RNase R mutants elucidate the catalysis of structured RNA: RNA-binding domains select the RNAs targeted for degradation

• Published in: Biochemical journal Vol. 423; no. 2; p. 291
• Main Authors: Matos, Rute Gonçalves, Barbas, Ana, Arraiano, Cecília Maria
• Format: Journal Article
• Language: English
• Published: England 15.10.2009
• Subjects: Base Sequence; Catalysis; Catalytic Domain - genetics; Escherichia coli Proteins - chemistry; Escherichia coli Proteins - genetics; Escherichia coli Proteins - metabolism; Escherichia coli Proteins - physiology; Exoribonucleases - chemistry; Exoribonucleases - genetics; Exoribonucleases - metabolism; Exoribonucleases - physiology; Molecular Sequence Data; Mutagenesis, Site-Directed; Mutant Proteins - chemistry; Mutant Proteins - metabolism; Mutant Proteins - physiology; Nucleic Acid Conformation; Protein Binding; Protein Conformation; Protein Structure, Tertiary - genetics; Protein Structure, Tertiary - physiology; RNA - chemistry; RNA - metabolism; RNA Stability - genetics; RNA Stability - physiology; Tyrosine - genetics; Tyrosine - physiology
• ISSN: 1470-8728
• DOI: 10.1042/BJ20090839

The RNase II superfamily is a ubiquitous family of exoribonucleases that are essential for RNA metabolism. RNase II and RNase R degrade RNA in the 3'-->5' direction in a processive and sequence-independent manner. However, although RNase R is capable of degrading highly structured RNAs, the RNase II activity is impaired by the presence of secondary structures.
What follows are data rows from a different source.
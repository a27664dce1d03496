use std::fmt;

use futures::stream::{self, StreamExt};
use geo_types::{LineString, Point};
use tracing::{debug, info, instrument, warn};

use crate::aggregate::{aggregate, Aggregate};
use crate::categories::AllowedCategories;
use crate::config::SamplingStrategy;
use crate::places::{PlaceSearch, SearchCriteria, DEFAULT_SEARCH_RADIUS_M};
use crate::route::{decode_path, RouteSource};
use crate::route_geo::Distance;
use crate::sampler::{sample_route, SamplePoint, SamplerOptions};
use crate::types::model::place::PlaceRecord;

#[derive(Debug, Clone)]
pub struct PlannerOptions {
    pub sampler: SamplerOptions,
    pub sampling: SamplingStrategy,
    pub radius_m: u32,
    pub criteria: SearchCriteria,
    /// Place searches allowed in flight at once
    pub concurrency: usize,
}

impl Default for PlannerOptions {
    fn default() -> Self {
        Self {
            sampler: SamplerOptions::default(),
            sampling: SamplingStrategy::Polyline,
            radius_m: DEFAULT_SEARCH_RADIUS_M,
            criteria: SearchCriteria::Type(String::from("restaurant")),
            concurrency: 4,
        }
    }
}

/// Why a search came back with nothing
#[derive(Debug, Clone, Copy, PartialEq, Eq)]
pub enum EmptyReason {
    /// The directions request failed or found no route
    RouteUnavailable,
    /// A route exists but there were no points to search around
    PathDecodeEmpty,
    /// Searches ran but no place passed the filters
    NoPlaces,
}

impl fmt::Display for EmptyReason {
    fn fmt(&self, f: &mut fmt::Formatter<'_>) -> fmt::Result {
        let message = match self {
            EmptyReason::RouteUnavailable => {
                "No route could be found between these two addresses."
            }
            EmptyReason::PathDecodeEmpty => "The route has no points to search along.",
            EmptyReason::NoPlaces => "No food stops were found along this route.",
        };
        f.write_str(message)
    }
}

/// A route and the places found along it
#[derive(Debug, Clone)]
pub struct RouteSearch {
    pub route: LineString<f64>,
    pub samples: Vec<SamplePoint>,
    /// Samples whose place search failed and contributed nothing
    pub failed_samples: usize,
    pub aggregate: Aggregate,
}

impl RouteSearch {
    pub fn distance_km(&self) -> f64 {
        self.route.distance_km()
    }
}

#[derive(Debug, Clone)]
pub enum SearchOutcome {
    Found(RouteSearch),
    Empty(EmptyReason),
}

/// Fetches a route, samples it and gathers the food places near each sample
pub struct FoodStopPlanner<R, P> {
    routes: R,
    places: P,
    allowed: AllowedCategories,
    options: PlannerOptions,
}

impl<R, P> FoodStopPlanner<R, P>
where
    R: RouteSource,
    P: PlaceSearch,
{
    pub fn new(routes: R, places: P, allowed: AllowedCategories, options: PlannerOptions) -> Self {
        Self {
            routes,
            places,
            allowed,
            options,
        }
    }

    pub fn allowed_categories(&self) -> &AllowedCategories {
        &self.allowed
    }

    #[instrument(skip(self))]
    pub async fn plan(&self, origin: &str, destination: &str) -> SearchOutcome {
        let route = match self.routes.fetch_route(origin, destination).await {
            Ok(route) => route,
            Err(err) => {
                warn!("Route unavailable: {:#}", err);
                return SearchOutcome::Empty(EmptyReason::RouteUnavailable);
            }
        };

        let path = decode_path(&route.overview_polyline);
        let samples: Vec<SamplePoint> = match self.options.sampling {
            SamplingStrategy::Polyline => {
                let points: Vec<Point<f64>> = path.points().collect();
                sample_route(&points, self.options.sampler).collect()
            }
            SamplingStrategy::Steps => route
                .step_ends
                .iter()
                .enumerate()
                .map(|(index, point)| SamplePoint {
                    index,
                    point: *point,
                })
                .collect(),
        };
        if samples.is_empty() {
            warn!("Route has no points to sample");
            return SearchOutcome::Empty(EmptyReason::PathDecodeEmpty);
        }
        info!(
            path_points = path.0.len(),
            samples = samples.len(),
            "Searching for places along route"
        );

        // buffered keeps sample order, so the first sighting of a place is deterministic
        let batches: Vec<Option<Vec<PlaceRecord>>> = stream::iter(samples.clone())
            .map(|sample| self.search_sample(sample))
            .buffered(self.options.concurrency.max(1))
            .collect()
            .await;
        let failed_samples = batches.iter().filter(|batch| batch.is_none()).count();
        let aggregate = aggregate(batches.into_iter().flatten(), &self.allowed);
        info!(
            places = aggregate.results.len(),
            failed_samples, "Finished route search"
        );

        if aggregate.results.is_empty() {
            return SearchOutcome::Empty(EmptyReason::NoPlaces);
        }
        SearchOutcome::Found(RouteSearch {
            route: path,
            samples,
            failed_samples,
            aggregate,
        })
    }

    /// Places around one sample, or None when the search failed
    async fn search_sample(&self, sample: SamplePoint) -> Option<Vec<PlaceRecord>> {
        match self
            .places
            .search_nearby(sample.point, self.options.radius_m, &self.options.criteria)
            .await
        {
            Ok(records) => {
                debug!(index = sample.index, count = records.len(), "Sample searched");
                Some(records)
            }
            Err(err) => {
                warn!(index = sample.index, "Place search failed: {:#}", err);
                None
            }
        }
    }
}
RNase II and RNase R share structural properties and have a similar modular domain organization. The eukaryotic RNase II homologue, Rrp44/Dis3, is the catalytic subunit of the exosome, one of the most important protein complexes involved in the maintenance of the correct levels of cellular RNAs. In the present study, we constructed truncated RNase II and RNase R proteins and point mutants and characterized them regarding their exoribonucleolytic activity and RNA-binding ability. We report that Asp280 is crucial for RNase R activity without affecting RNA binding. When Tyr324 was changed to alanine, the final product changed from 2 to 5 nt in length, showing that this residue is responsible for setting the end-product. We have shown that the RNB domain of RNase II has catalytic activity. The most striking result is that the RNase R RNB domain itself degrades double-stranded substrates even in the absence of a 3'-overhang. Moreover, we have demonstrated for the first time that the substrate recognition of RNase R depends on the RNA-binding domains that target the degradation of RNAs that are 'tagged' by a 3'-tail. These results can have important implications for the study of poly(A)-dependent RNA degradation mechanisms.